→ **WHAT THE TASK REQUIRES**
Repeat, please, only the lines from the top of the data down to the line with "const DEFAULT_CHANNEL: u64"; include both of those lines.

Stored data:
▽
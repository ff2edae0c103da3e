use std::env;
use std::ffi::OsString;
use std::path::PathBuf;
use std::time::Duration;

use anyhow::{anyhow, Context, Result};
use serenity::model::id::ChannelId;

/// Channel the rounds are posted to unless `FLAG_CHANNEL_ID` says otherwise.
const DEFAULT_CHANNEL: u64 = 1272172313919488055;

pub struct Config {
    pub token: String,
    pub catalog_path: PathBuf,
    pub channel: ChannelId,
    /// Time between two rounds.
    pub round_interval: Duration,
    /// How long a posted flag stays open for guesses.
    pub answer_window: Duration,
}

impl Config {
    pub fn from_env() -> Result<Config> {
        Config::from_lookup(|key| env::var_os(key))
    }

    /// Builds the config from whatever `lookup` returns for each variable name.
    pub fn from_lookup(lookup: impl Fn(&str) -> Option<OsString>) -> Result<Config> {
        let token = lookup("DISCORD_TOKEN")
            .context("DISCORD_TOKEN environmental variable not set")?
            .into_string()
            .map_err(|_| anyhow!("DISCORD_TOKEN is not valid unicode"))?;

        let catalog_path = match lookup("FLAGS_CSV") {
            Some(path) => PathBuf::from(path),
            None => default_catalog_path()?,
        };

        let channel = match lookup("FLAG_CHANNEL_ID") {
            Some(id) => {
                parse_channel(id.to_str().context("FLAG_CHANNEL_ID is not valid unicode")?)?
            }
            None => ChannelId::new(DEFAULT_CHANNEL),
        };

        Ok(Config {
            token,
            catalog_path,
            channel,
            round_interval: Duration::from_secs(20),
            answer_window: Duration::from_secs(10),
        })
    }
}

fn default_catalog_path() -> Result<PathBuf> {
    let mut path = dirs::config_dir().context("no config directory found")?;
    path.push("flagbot");
    path.push("countries.csv");

    Ok(path)
}

fn parse_channel(id: &str) -> Result<ChannelId> {
    let id = id
        .trim()
        .parse::<u64>()
        .with_context(|| format!("invalid FLAG_CHANNEL_ID: {:?}", id))?;

    // snowflakes are never zero; ChannelId::new panics on it
    anyhow::ensure!(id != 0, "invalid FLAG_CHANNEL_ID: 0");

    Ok(ChannelId::new(id))
}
△
→ **REPLY**
repository ff2edae0c103da3e
use std::env;
use std::ffi::OsString;
use std::path::PathBuf;
use std::time::Duration;

use anyhow::{anyhow, Context, Result};
use serenity::model::id::ChannelId;

/// Channel the rounds are posted to unless `FLAG_CHANNEL_ID` says otherwise.
const DEFAULT_CHANNEL: u64 = 1272172313919488055;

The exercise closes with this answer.